# SQL API Reference

This page documents the SQL surface implemented by the current `graph` crate.
All functions live in the `graph` schema.

## Function Index

| Category | Functions |
|---|---|
| Availability | `test_enabled`, `status`, `sync_health`, `reset` |
| Registration | `add_table`, `add_edge`, `add_filter_column`, `registered_tables`, `registered_edges`, `remove_table`, `remove_edge`, `estimate` |
| Discovery | `auto_discover`, `auto_discover_tables` |
| Build jobs | `build`, `build_status` |
| Sync and maintenance | `enable_sync`, `apply_sync`, `run_scheduled_maintenance`, `vacuum`, `maintenance`, `maintenance_status` |
| Search | `search`, `search_nodes` |
| Traversal | `traverse`, `traverse_search`, `node_ref`, `node_ref_string`, `format_path` |
| Filters | `equals`, `eq`, `not_equals`, `neq`, `greater_than`, `gt`, `at_least`, `gte`, `less_than`, `lt`, `at_most`, `lte`, `between`, `on_node`, `all` |
| Workflow | `find`, `expand`, `find_related`, `path`, `connection`, `neighborhood` |
| Paths | `shortest_path`, `weighted_shortest_path` |
| Aggregation | `path_count_estimate`, `aggregate` |
| Components | `connected_components`, `component_stats`, `components`, `largest_component`, `component`, `isolated_nodes` |

## Availability

### `graph.test_enabled()`

```sql
graph.test_enabled() RETURNS boolean
```

Returns the current `graph.enabled` value.

### `graph.status()`

```sql
graph.status()
RETURNS TABLE (
  node_count int,
  edge_count int,
  memory_used_mb double precision,
  memory_limit_mb int,
  sync_mode text,
  sync_status text,
  last_build timestamptz,
  last_vacuum timestamptz,
  edge_types text[],
  edge_buffer_used int,
  has_unidirectional_edges boolean,
  schema_status text,
  sync_lag bigint,
  pending_edge_deltas int,
  needs_vacuum boolean,
  needs_rebuild boolean,
  applied_sync_id bigint,
  pending_sync_rows bigint,
  invalid_reason text,
  disabled_trigger_count int,
  read_only boolean,
  read_only_reason text
)
```

Reports backend-local engine state and current catalog/sync validity. When
`read_only` is true, `read_only_reason` is `memory_limit`,
`edge_buffer_full`, or another typed reason.

### `graph.sync_health()`

```sql
graph.sync_health()
RETURNS TABLE (
  sync_mode text,
  query_freshness text,
  sync_batch_size int,
  applied_sync_id bigint,
  max_sync_log_id bigint,
  pending_sync_rows bigint,
  disabled_trigger_count int,
  edge_buffer_used int,
  edge_buffer_size int,
  needs_vacuum boolean,
  needs_rebuild boolean,
  read_only boolean,
  read_only_reason text,
  apply_sync_recommended boolean,
  maintenance_recommended boolean
)
```

Reports the sync and compaction signals most useful to schedulers and external
monitors.
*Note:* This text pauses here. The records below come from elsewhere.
//! Reaction game state and entity types
//!
//! Everything the simulation needs to advance lives in [`FlappyState`],
//! including the seeded RNG, so two states with the same seed and inputs
//! evolve identically.

use glam::Vec2;
use rand::{Rng, SeedableRng};
use rand_pcg::Pcg32;
use serde::{Deserialize, Serialize};

use crate::consts::{GAP_MARGIN, SIM_DT, SPAWN_DISTANCE_RATIO};
use crate::difficulty::GameConfig;
use crate::geometry::{GapBand, Rect};

/// Current phase of gameplay
#[derive(Debug, Clone, Copy, PartialEq, Eq, Serialize, Deserialize)]
pub enum GamePhase {
    /// Waiting for the first tap
    Ready,
    /// Active gameplay
    Playing,
    /// Game is paused
    Paused,
    /// Run ended
    GameOver { final_score: u32, is_new_best: bool },
}

impl GamePhase {
    pub fn is_active(&self) -> bool {
        *self == GamePhase::Playing
    }

    /// Whether a tap starts a fresh game from here
    pub fn can_start(&self) -> bool {
        matches!(self, GamePhase::Ready | GamePhase::GameOver { .. })
    }
}

/// The player square
#[derive(Debug, Clone, Copy, PartialEq, Serialize, Deserialize)]
pub struct Player {
    /// Center of the square
    pub pos: Vec2,
    /// Vertical velocity (px/tick, positive = down)
    pub velocity: f32,
    pub size: f32,
}

impl Player {
    pub fn new(pos: Vec2, size: f32) -> Self {
        Self {
            pos,
            velocity: 0.0,
            size,
        }
    }

    pub fn rect(&self) -> Rect {
        Rect::centered_square(self.pos, self.size)
    }

    /// One step of gravity integration: velocity first, then position
    pub fn apply_gravity(&mut self, gravity: f32) {
        self.velocity += gravity;
        self.pos.y += self.velocity;
    }

    /// Jumps replace the velocity, they do not add to it
    pub fn jump(&mut self, impulse: f32) {
        self.velocity = impulse;
    }

    pub fn reset_to(&mut self, pos: Vec2) {
        self.pos = pos;
        self.velocity = 0.0;
    }
}

/// A pair of blocks with a vertical gap between them
#[derive(Debug, Clone, Copy, PartialEq, Serialize, Deserialize)]
pub struct Obstacle {
    pub id: u32,
    /// Horizontal center
    pub x: f32,
    /// Top edge of the gap (= height of the top block)
    pub gap_y: f32,
    pub gap_height: f32,
    pub width: f32,
    /// Set once the player has passed this obstacle
    pub scored: bool,
}

impl Obstacle {
    #[inline]
    pub fn left(&self) -> f32 {
        self.x - self.width / 2.0
    }

    #[inline]
    pub fn right(&self) -> f32 {
        self.x + self.width / 2.0
    }

    pub fn gap_band(&self) -> GapBand {
        GapBand::new(self.gap_y, self.gap_height)
    }

    /// Full-height column the obstacle occupies
    pub fn footprint(&self, play_height: f32) -> Rect {
        Rect::new(
            Vec2::new(self.left(), 0.0),
            Vec2::new(self.right(), play_height),
        )
    }

    pub fn top_height(&self) -> f32 {
        self.gap_y
    }

    /// Y position of the bottom block's top edge
    pub fn bottom_top_y(&self) -> f32 {
        self.gap_y + self.gap_height
    }

    pub fn bottom_height(&self, play_height: f32) -> f32 {
        play_height - self.bottom_top_y()
    }
}

/// Complete reaction game state
#[derive(Debug, Clone, PartialEq, Serialize, Deserialize)]
pub struct FlappyState {
    pub phase: GamePhase,
    pub score: u32,
    pub player: Player,
    /// Obstacles in spawn order (left to right on screen)
    pub obstacles: Vec<Obstacle>,
    /// Play area width and height
    pub play_size: Vec2,
    /// Tuning captured when the current game started
    pub config: GameConfig,
    /// Best score recorded before the current game
    pub best_score: u32,
    /// Simulation tick counter for the current game
    pub time_ticks: u64,
    /// Tick of the most recent spawn (None = never)
    pub last_spawn_tick: Option<u64>,
    rng: Pcg32,
    next_id: u32,
}

impl FlappyState {
    pub fn new(seed: u64, config: GameConfig) -> Self {
        Self {
            phase: GamePhase::Ready,
            score: 0,
            player: Player::new(Vec2::ZERO, config.player_size),
            obstacles: Vec::new(),
            play_size: Vec2::ZERO,
            config,
            best_score: 0,
            time_ticks: 0,
            last_spawn_tick: None,
            rng: Pcg32::seed_from_u64(seed),
            next_id: 1,
        }
    }

    /// Where the player sits at the start of a game
    pub fn start_position(&self) -> Vec2 {
        Vec2::new(
            self.play_size.x * self.config.player_start_x_ratio,
            self.play_size.y / 2.0,
        )
    }

    /// Back to Ready: no obstacles, zero score, player re-centered
    ///
    /// The config and RNG stream are left alone.
    pub fn reset(&mut self) {
        let start = self.start_position();
        self.player.size = self.config.player_size;
        self.player.reset_to(start);
        self.obstacles.clear();
        self.score = 0;
        self.phase = GamePhase::Ready;
        self.time_ticks = 0;
        self.last_spawn_tick = None;
    }

    /// Seconds since the last spawn, infinite if nothing spawned this game
    pub fn seconds_since_spawn(&self) -> f32 {
        match self.last_spawn_tick {
            Some(tick) => (self.time_ticks - tick) as f32 * SIM_DT,
            None => f32::INFINITY,
        }
    }

    /// Spawn timer elapsed and the newest obstacle is far enough left
    pub fn should_spawn(&self) -> bool {
        self.seconds_since_spawn() > self.config.spawn_interval
            && self
                .obstacles
                .last()
                .is_none_or(|o| o.x < self.play_size.x * SPAWN_DISTANCE_RATIO)
    }

    /// Append an obstacle just off the right edge with a random gap
    pub fn spawn_obstacle(&mut self) {
        let cfg = self.config;
        let min_gap_y = GAP_MARGIN;
        let max_gap_y = (self.play_size.y - cfg.gap_height - GAP_MARGIN).max(min_gap_y);
        let gap_y = self.rng.random_range(min_gap_y..=max_gap_y);

        let id = self.next_entity_id();
        self.obstacles.push(Obstacle {
            id,
            x: self.play_size.x + cfg.obstacle_width / 2.0,
            gap_y,
            gap_height: cfg.gap_height,
            width: cfg.obstacle_width,
            scored: false,
        });
        self.last_spawn_tick = Some(self.time_ticks);
        log::debug!("Spawned obstacle {} with gap at {:.1}", id, gap_y);
    }

    fn next_entity_id(&mut self) -> u32 {
        let id = self.next_id;
        self.next_id += 1;
        id
    }
}

#[cfg(test)]
mod tests {
    use super::*;

    fn state_with_area(w: f32, h: f32) -> FlappyState {
        let mut state = FlappyState::new(7, GameConfig::default());
        state.play_size = Vec2::new(w, h);
        state.reset();
        state
    }

    #[test]
    fn test_reset_centers_player() {
        let state = state_with_area(400.0, 600.0);
        assert_eq!(state.player.pos, Vec2::new(100.0, 300.0));
        assert_eq!(state.player.velocity, 0.0);
        assert_eq!(state.phase, GamePhase::Ready);
        assert!(state.obstacles.is_empty());
    }

    #[test]
    fn test_jump_sets_velocity() {
        let mut p = Player::new(Vec2::ZERO, 30.0);
        p.velocity = 5.0;
        p.jump(-7.0);
        assert_eq!(p.velocity, -7.0);
        p.jump(-7.0);
        assert_eq!(p.velocity, -7.0);
    }

    #[test]
    fn test_spawn_places_obstacle_off_right_edge() {
        let mut state = state_with_area(400.0, 600.0);
        state.spawn_obstacle();
        let o = state.obstacles[0];
        assert_eq!(o.x, 430.0);
        assert_eq!(o.width, 60.0);
        assert_eq!(o.gap_height, 150.0);
        assert!(!o.scored);
        assert!(o.gap_y >= 80.0 && o.gap_y <= 600.0 - 150.0 - 80.0);
        assert_eq!(state.last_spawn_tick, Some(0));
    }

    #[test]
    fn test_spawn_gap_clamped_in_short_area() {
        // Height too small for margins: the gap sits at the lower bound
        let mut state = state_with_area(400.0, 200.0);
        state.spawn_obstacle();
        assert_eq!(state.obstacles[0].gap_y, 80.0);
    }

    #[test]
    fn test_obstacle_ids_unique() {
        let mut state = state_with_area(400.0, 600.0);
        state.spawn_obstacle();
        state.spawn_obstacle();
        assert_ne!(state.obstacles[0].id, state.obstacles[1].id);
    }

    #[test]
    fn test_obstacle_heights() {
        let o = Obstacle {
            id: 1,
            x: 0.0,
            gap_y: 100.0,
            gap_height: 150.0,
            width: 60.0,
            scored: false,
        };
        assert_eq!(o.top_height(), 100.0);
        assert_eq!(o.bottom_top_y(), 250.0);
        assert_eq!(o.bottom_height(600.0), 350.0);
    }

    #[test]
    fn test_should_spawn_rules() {
        let mut state = state_with_area(400.0, 600.0);
        assert!(state.should_spawn());

        state.spawn_obstacle();
        // Timer not elapsed
        assert!(!state.should_spawn());

        // Timer elapsed but newest obstacle still right of 60%
        state.time_ticks = 200;
        assert!(!state.should_spawn());

        state.obstacles[0].x = 239.0;
        assert!(state.should_spawn());
    }

    #[test]
    fn test_phase_helpers() {
        assert!(GamePhase::Playing.is_active());
        assert!(!GamePhase::Paused.is_active());
        assert!(GamePhase::Ready.can_start());
        assert!(
            GamePhase::GameOver {
                final_score: 1,
                is_new_best: false
            }
            .can_start()
        );
        assert!(!GamePhase::Playing.can_start());
    }
}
Use `apply_sync_recommended` to decide when a lightweight replay is
useful for a writable backend-local engine, and `maintenance_recommended` to
decide when overlay/read-only/rebuild state should be folded back into the base
graph.

### `graph.reset()`

```sql
graph.reset() RETURNS void
```

Admin-only. Clears the backend-local engine and removes persisted graph files.

## Registration

### `graph.add_table()`

```sql
graph.add_table(
  table_name regclass,
  id_column text,
  columns text[] DEFAULT NULL,
  tenant_column text DEFAULT NULL
) RETURNS void
```

```sql
graph.add_table(
  table_name regclass,
  id_columns text[],
  columns text[] DEFAULT NULL,
  tenant_column text DEFAULT NULL
) RETURNS void
```

Admin-only. Registers a source table as graph nodes. The identifier columns must
match a primary key or unique `NOT NULL` index.

### `graph.add_edge()`

```sql
graph.add_edge(
  from_table regclass,
  from_column text,
  to_table regclass,
  to_column text,
  label text,
  bidirectional boolean DEFAULT true,
  weight_column text DEFAULT NULL,
  label_column text DEFAULT NULL
) RETURNS void
```

Admin-only. Registers a relationship. `weight_column` must be numeric.
`label_column`, when supplied, provides per-row dynamic edge labels.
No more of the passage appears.